Secondo il Center for Responsive Politics, la campagna per il presidente degli Usa quest’anno raggiungerà il budget complessivo di 14 miliardi di dollari. Ci rendiamo conto, una media finanziaria del nostro paese. Le elezioni presidenziali negli Usa sono il più costoso spettacolo nel mondo, anche perché i soldi non servono solo per fare arrivare lo show ovunque, ma anche per pagare tanti biglietti agli spettatori. È chiaro che questa marea di danaro diventa un muro. Una barriera attraverso la quale passano solo i candidati che sono graditi a chi può spendere milioni per sostenerli.

Sono i grandi ricchi, le multinazionali, le società finanziarie e le banche che decidono chi sia il candidato presidenziale, per entrambi gli schieramenti. Poi certo il popolo può scegliere, ma la vera selezione è già avvenuta. Ad esempio nel passato il muro dei soldi ha sbarrato la via nelle primarie democratiche a Bernie Sanders, che si proclamava socialista di stampo europeo e che i sondaggi davano probabile vincente in una elezione presidenziale.

Negli Usa è previsto il finanziamento pubblico alla politica, ma ovviamente esso fornisce cifre inferiori a quelle dei fondi privati e soprattutto è incompatibile con questi ultimi. Cioè chi si candida deve scegliere se farsi finanziare dal pubblico o dal privato. Ovviamente tutti i candidati scelgono di inseguire i soldi dei ricchi, anche se i fondi pubblici ammontano a ben 300 milioni di dollari.

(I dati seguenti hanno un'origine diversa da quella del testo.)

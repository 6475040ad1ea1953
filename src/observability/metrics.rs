//! Metrics collection and exposition.
//!
//! # Metrics
//! - `upstream_requests_total` (counter): calls by dependency and outcome
//! - `upstream_request_duration_seconds` (histogram): latency per dependency
//! - `upstream_retries_total` (counter): retries and stream restarts by dependency
//! - `broadcast_published_total` (counter): items published to the live stream
//! - `broadcast_subscribers` (gauge): currently attached stream subscribers
//!
//! Without an installed recorder every call here is a no-op.

use std::net::SocketAddr;
use std::time::Instant;

use metrics::{counter, gauge, histogram};
use metrics_exporter_prometheus::PrometheusBuilder;

use crate::upstream::UpstreamError;

/// Install the Prometheus exporter on `addr`. Must run inside the Tokio runtime.
pub fn init_metrics(addr: SocketAddr) {
    match PrometheusBuilder::new().with_http_listener(addr).install() {
        Ok(()) => tracing::info!(address = %addr, "Metrics exporter listening"),
        Err(e) => tracing::error!(address = %addr, error = %e, "Failed to install metrics exporter"),
    }
}

pub fn record_upstream_call<T>(dependency: &str, outcome: &Result<T, UpstreamError>, start: Instant) {
    let label = match outcome {
        Ok(_) => "success",
        Err(error) => error.kind(),
    };
    counter!(
        "upstream_requests_total",
        "dependency" => dependency.to_string(),
        "outcome" => label
    )
    .increment(1);
    histogram!(
        "upstream_request_duration_seconds",
        "dependency" => dependency.to_string()
    )
    .record(start.elapsed().as_secs_f64());
}

pub fn record_retry(dependency: &str) {
    counter!("upstream_retries_total", "dependency" => dependency.to_string()).increment(1);
}

pub fn record_publish() {
    counter!("broadcast_published_total").increment(1);
}

pub fn record_subscribers(count: usize) {
    gauge!("broadcast_subscribers").set(count as f64);
}
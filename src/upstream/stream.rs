//! Retrying NDJSON stream calls.
//!
//! # State Transitions
//! ```text
//! Connect(attempt) → Streaming(attempt) → Done
//!        ↑                  │
//!        └── retryable failure, attempts left (restart from the start)
//! ```
//! A non-retryable failure, or a retryable one with no attempts left, is
//! yielded once and ends the stream.

use bytes::Bytes;
use futures_util::stream::{self, BoxStream};
use futures_util::StreamExt;
use serde::de::DeserializeOwned;

use crate::observability::metrics;
use crate::resilience::RetryPolicy;
use crate::upstream::classify::{check_status, decode, server_error};
use crate::upstream::error::{UpstreamError, UpstreamOutcome};
use crate::upstream::request::UpstreamRequest;

type ByteStream = BoxStream<'static, reqwest::Result<Bytes>>;

enum State {
    Connect { attempt: u32 },
    Streaming { attempt: u32, body: ByteStream, lines: LineBuffer },
    Done,
}

struct Call {
    http: reqwest::Client,
    request: UpstreamRequest,
    policy: RetryPolicy,
}

impl Call {
    async fn connect(&self) -> Result<ByteStream, UpstreamError> {
        let dependency = &self.request.dependency;
        let response = self
            .http
            .get(self.request.url())
            .send()
            .await
            .map_err(|e| server_error(dependency, e))?;

        let status = response.status();
        if !status.is_success() {
            let body = response.text().await.unwrap_or_default();
            check_status(&self.request, status, &body)?;
            return Err(server_error(dependency, format_args!("answered with status {}", status)));
        }
        Ok(response.bytes_stream().boxed())
    }

    /// Next state after `error` on `attempt`, or the error to yield.
    async fn recover(&self, attempt: u32, error: UpstreamError) -> Result<State, UpstreamError> {
        let name = &self.request.dependency.name;
        if !self.policy.should_retry(attempt, &error) {
            tracing::warn!(dependency = %name, attempt, error = %error, "Upstream stream failed");
            return Err(error);
        }
        let delay = self.policy.delay(attempt);
        tracing::info!(dependency = %name, attempt, delay = ?delay, error = %error, "Restarting upstream stream");
        metrics::record_retry(name);
        tokio::time::sleep(delay).await;
        Ok(State::Connect { attempt: attempt + 1 })
    }
}

pub(crate) fn retrying_stream<T>(
    http: reqwest::Client,
    request: UpstreamRequest,
    policy: RetryPolicy,
) -> BoxStream<'static, UpstreamOutcome<T>>
where
    T: DeserializeOwned + Send + 'static,
{
    let call = Call { http, request, policy };
    stream::unfold((call, State::Connect { attempt: 1 }), |(call, mut state)| async move {
        loop {
            let failure = match state {
                State::Done => return None,
                State::Connect { attempt } => match call.connect().await {
                    Ok(body) => {
                        state = State::Streaming {
                            attempt,
                            body,
                            lines: LineBuffer::default(),
                        };
                        continue;
                    }
                    Err(error) => (attempt, error),
                },
                State::Streaming {
                    attempt,
                    mut body,
                    mut lines,
                } => {
                    if let Some(line) = lines.next_line() {
                        match decode::<T>(&call.request.dependency, &line) {
                            Ok(item) => {
                                let next = State::Streaming { attempt, body, lines };
                                return Some((Ok(item), (call, next)));
                            }
                            Err(error) => (attempt, error),
                        }
                    } else {
                        match body.next().await {
                            Some(Ok(chunk)) => {
                                lines.extend(&chunk);
                                state = State::Streaming { attempt, body, lines };
                                continue;
                            }
                            Some(Err(e)) => (attempt, server_error(&call.request.dependency, e)),
                            None => match lines.finish() {
                                Some(line) => match decode::<T>(&call.request.dependency, &line) {
                                    Ok(item) => return Some((Ok(item), (call, State::Done))),
                                    Err(error) => (attempt, error),
                                },
                                None => return None,
                            },
                        }
                    }
                }
            };

            let (attempt, error) = failure;
            match call.recover(attempt, error).await {
                Ok(next) => state = next,
                Err(error) => return Some((Err(error), (call, State::Done))),
            }
        }
    })
    .boxed()
}

/// Splits a byte stream into non-empty lines.
#[derive(Debug, Default)]
struct LineBuffer {
    buf: Vec<u8>,
}

impl LineBuffer {
    fn extend(&mut self, chunk: &[u8]) {
        self.buf.extend_from_slice(chunk);
    }

    fn next_line(&mut self) -> Option<String> {
        while let Some(pos) = self.buf.iter().position(|b| *b == b'\n') {
            let raw: Vec<u8> = self.buf.drain(..=pos).collect();
            let line = String::from_utf8_lossy(&raw).trim().to_string();
            if !line.is_empty() {
                return Some(line);
            }
        }
        None
    }

    /// Trailing data without a final newline.
    fn finish(&mut self) -> Option<String> {
        let raw = std::mem::take(&mut self.buf);
        let line = String::from_utf8_lossy(&raw).trim().to_string();
        (!line.is_empty()).then_some(line)
    }
}
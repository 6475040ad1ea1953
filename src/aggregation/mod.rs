//! Aggregation subsystem.
//!
//! # Data Flow
//! ```text
//! GET /v1/movies/{id}
//!     → orchestrator.rs
//!         → MovieInfoSource (mandatory; error propagates unchanged)
//!         → ReviewSource    (after the primary resolves; error → empty list)
//!     → Movie { movieInfo, reviewList }
//! ```

pub mod orchestrator;
pub mod sources;

pub use orchestrator::MoviesOrchestrator;
pub use sources::{MovieInfoSource, MoviesInfoClient, ReviewSource, ReviewsClient};
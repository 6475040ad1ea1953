//! Dependency identity and per-call requests.

use std::sync::Arc;

use url::Url;

/// An external service the core calls but does not control.
#[derive(Debug, Clone, PartialEq, Eq)]
pub struct Dependency {
    /// Name used in server error messages (e.g. "MoviesInfoService").
    pub name: String,
    /// Resource noun used in not-found messages (e.g. "movieInfo").
    pub resource: String,
    /// Collection URL; ids and the stream path are appended as segments.
    pub base_url: Url,
}

impl Dependency {
    pub fn new(name: &str, resource: &str, base_url: &str) -> Result<Self, url::ParseError> {
        Ok(Self {
            name: name.to_string(),
            resource: resource.to_string(),
            base_url: Url::parse(base_url)?,
        })
    }
}

/// Logical operation against a dependency.
#[derive(Debug, Clone, PartialEq, Eq)]
pub enum Operation {
    /// `GET <base>/<id>`
    FetchById(String),
    /// `GET <base>?<field>=<value>`
    FetchByQuery { field: String, value: String },
    /// `GET <base>/stream`
    FetchStream,
}

/// One outbound call. Built per call and never mutated.
#[derive(Debug, Clone)]
pub struct UpstreamRequest {
    pub dependency: Arc<Dependency>,
    pub operation: Operation,
}

impl UpstreamRequest {
    pub fn new(dependency: Arc<Dependency>, operation: Operation) -> Self {
        Self { dependency, operation }
    }

    /// Target URL of this call.
    pub fn url(&self) -> Url {
        let mut url = self.dependency.base_url.clone();
        match &self.operation {
            Operation::FetchById(id) => push_segment(&mut url, id),
            Operation::FetchByQuery { field, value } => {
                url.query_pairs_mut().append_pair(field, value);
            }
            Operation::FetchStream => push_segment(&mut url, "stream"),
        }
        url
    }
}

fn push_segment(url: &mut Url, segment: &str) {
    if let Ok(mut segments) = url.path_segments_mut() {
        segments.pop_if_empty().push(segment);
    }
}
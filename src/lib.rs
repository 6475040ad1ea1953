//! Reactive movie services.
//!
//! Three cooperating services: movie-info (records plus a live feed of
//! additions), reviews, and movies, which composes the other two through a
//! retrying upstream client.

pub mod aggregation;
pub mod broadcast;
pub mod config;
pub mod domain;
pub mod http;
pub mod lifecycle;
pub mod observability;
pub mod resilience;
pub mod store;
pub mod upstream;

pub use config::schema::ServiceConfig;
pub use http::{HttpServer, Role};
pub use lifecycle::Shutdown;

Se ci vogliono miliardi per diventare presidente degli Usa, le cariche più importanti – governatore di uno stato, senatore, rappresentante alla Camera, sindaco delle grandi città – richiedono milioni e quelle inferiori centinaia di migliaia di dollari, a persona. I politici inseguono i ricchi, i ricchi scelgono quei politici per loro più adatti a concorrere alle cariche istituzionali.

Nel Manifesto del 1848 Marx e Engels definivano il sistema di governo liberale come il “comitato d’affari della borghesia”. Dopo più di un secolo di espansione della partecipazione popolare alla politica, siamo tornati ad allora.

Potrà Trump, se eletto, fare un torto a Musk, o Harris a Soros? Davvero si può credere che i ricchi facciano tutto gratis, che per loro i soldi dati ad un candidato non siano un investimento, che deve avere dei ritorni? E che i politici non conoscano e non accettino questo scambio? Ma certo che no, i grandi oligarchi della finanza sono oggi come i grandi signori feudali, che sceglievano l’imperatore e da cui il sovrano dipendeva per tutto. Sono i miliardari che decidono la classe politica, ovviamente anche in conflitto tra loro, ma mai in conflitto con il loro sistema. Gli scontri presidenziali rispecchiano i conflitti di interessi nell’oligarchia. E a volte anche la composizione di questi interessi.

Nell’Italia berlusconizzata dell’informazione e della politica si segue sfacciatamente, con estasi e invidia, la giostra dei soldi nella scalata alle presidenziali. E questo è solo un ulteriore segno che più si imita il modello degli Usa, più si riduce la democrazia. Che era nata proprio con lo scopo di dare voce e potere a chi non ha soldi e potere. Oggi invece i cittadini alle elezioni sono ridotti alla condizione dei piccoli azionisti di una multinazionale che assistono, speranzosi di guadagno o timorosi di perdite, allo scontro tra i detentori dei grandi pacchetti azionari. Senza poter influire in nulla.

A forza di paragonare lo stato alle imprese private, con l’esaltazione liberista dallo stato azienda, il denaro si è comprato la politica. Non siamo in una democrazia, ma in una denarocrazia.